Shaking your head to clear your thoughts, you stared at the screen displaying the message thread. Were you really considering this? You nodded your head to answer your own question. Where was the harm in a little shameless flirting? If worse came to worst, you could always block him.
With your mind made up, you began typing into your phone, constructing an apology.
You Good morning! First off, I want to apologize for the way I behaved over text last night.
You Though, I do like to imbibe in the occasional drink or two, I am, by no means, a lush.
You Please take everything I said with a grain of salt. Apparently, I get loose-lipped and cheeky with free wine. 😐
You Again, I’m sorry and understand if you wanted to cease our correspondence for my behavior.
You blew out a breath and tossed your phone aside. It was up to fate now and a stranger named James.
You laid in your bed for several minutes staring at the ceiling, contemplating between whether to send a ‘haha just kidding’ text and what the weather would be like, so you could forego shaving your legs in the shower today.
Your phone chimed during the pondering of hair removal, indicating a new text. You knew it was James proclaiming you a freak and to forget his number, but secretly, you hoped it was Robyn canceling today.
Seizing the phone from your mattress top, your heart’s beat increased with each second you went without looking at the screen. Finding the courage, you flipped the device over to read the message.
James Quite the formal apology, Ms. Professor.
You smiled at the text. It didn’t tell you to pound sand or eat shit. No, it was teasing and in jest. You sighed in relief.
You Cease our correspondence too much?
James No, no it was perfect if this was 1863, and you were breaking up with me via telegraph.
You Stop!
James Exactly! ‘Never speak to me again!’ Stop. ‘It’s not you, it’s me.’ Stop.
A belly laugh disrupted the tranquil air of your bedroom. You quickly thumbed out a reply once you caught your breath.
You You’re incorrigible.
James I’m glad to see you are using proper capitalization and punctuation this morning.
You Ha!
You When you are buzzed and/or tipsy, capitals and periods be damned. Like you’re so perfect when you’re drunk.
James We all have our flaws.
Was he implying he was a sloppy texter when drunk, too? You shrugged it off as him being cryptic again.
You What are you doing up so early on a Saturday? I didn’t wake you, did I?

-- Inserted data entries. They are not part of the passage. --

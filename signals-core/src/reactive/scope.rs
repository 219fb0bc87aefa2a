//! Effect Scopes
//!
//! A scope collects the effects created while its body runs, plus the
//! computeds read there outside of any effect, so that they can all be
//! disposed together.

use std::marker::PhantomData;

use crate::graph::NodeId;

use super::runtime::Runtime;

/// Handle to an effect scope.
#[derive(Debug, Clone, Copy, PartialEq, Eq)]
pub struct EffectScope {
    node: NodeId,
    _not_send: PhantomData<*const ()>,
}

impl EffectScope {
    /// Create a scope and run `f` inside it.
    pub fn new(f: impl FnOnce()) -> Self {
        let node = Runtime::with(|rt| rt.create_scope(f));
        Self {
            node,
            _not_send: PhantomData,
        }
    }

    pub fn id(&self) -> NodeId {
        self.node
    }

    /// Dispose everything created inside the scope. Disposing twice is a
    /// no-op.
    pub fn dispose(&self) {
        Runtime::with(|rt| rt.dispose(self.node));
    }

    pub fn is_disposed(&self) -> bool {
        Runtime::with(|rt| !rt.graph(|graph| graph.contains(self.node)))
    }
}

/// Create a scope. Shorthand for [`EffectScope::new`].
pub fn effect_scope(f: impl FnOnce()) -> EffectScope {
    EffectScope::new(f)
}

You were suddenly stricken with guilt. You should have waited for a more reasonable hour to send out rapid-fire apology texts. Not at 6:36 in the morning. You didn’t want last night’s behavior hanging over you, though. Better to clear the air now than later. You could always ask for forgiveness again if you had disturbed his sleep.
James I had just gotten back from my run when I saw your texts. I have training this morning.
You Oh, right. For your hush-hush, super top secret mission/quidditch game.
You You ever gonna tell me what you really do?
James_ Maybe. Someday._
How far away was someday? Was he planning to text you until you both died or until he got bored? How did texting relationships even work?
You Or is it one of those situations where if you told me you’d have to kill me?
James 😈
You There you go again--being all mysterious.
James Keep ‘em guessing and coming back for more.
You Has that strategy worked well for you in the past?
James Got you to text me again this morning, didn’t it?
You scoffed at what he had suggested. He was correct, but your stubborn streak would deny everything.
You The only reason I texted you this morning was to apologize for acting like a drunken fool last night.
And to squash the curiosity burning in your veins. But he didn’t need to know that.
James Oh.
The reply caused you to furrow your brow and your stomach to drop. You regretted not adding more levity to your last text. Of course, it wasn’t the only reason you were drawn to him.
You I appreciate that the selfie you sent wasn’t a dick pic. And you genuinely seemed to care about me getting home safely. Thank you.
You And maybe- a teeny, tiny bit- is honestly interested in getting to know you better.
You waited on pins and needles for his text, watching the pulsing ellipsis on your screen. Was he just humoring you?
James Hook. Line. Sinker.
Reading his response generated a flush from your jaw to your hairline. You growled in embarrassment. You fell for the oldest trick in the book. He baited you for a compassionate answer, and you delivered beautifully. Hook, line, and sinker, indeed.
You You’re an ass. I take everything back.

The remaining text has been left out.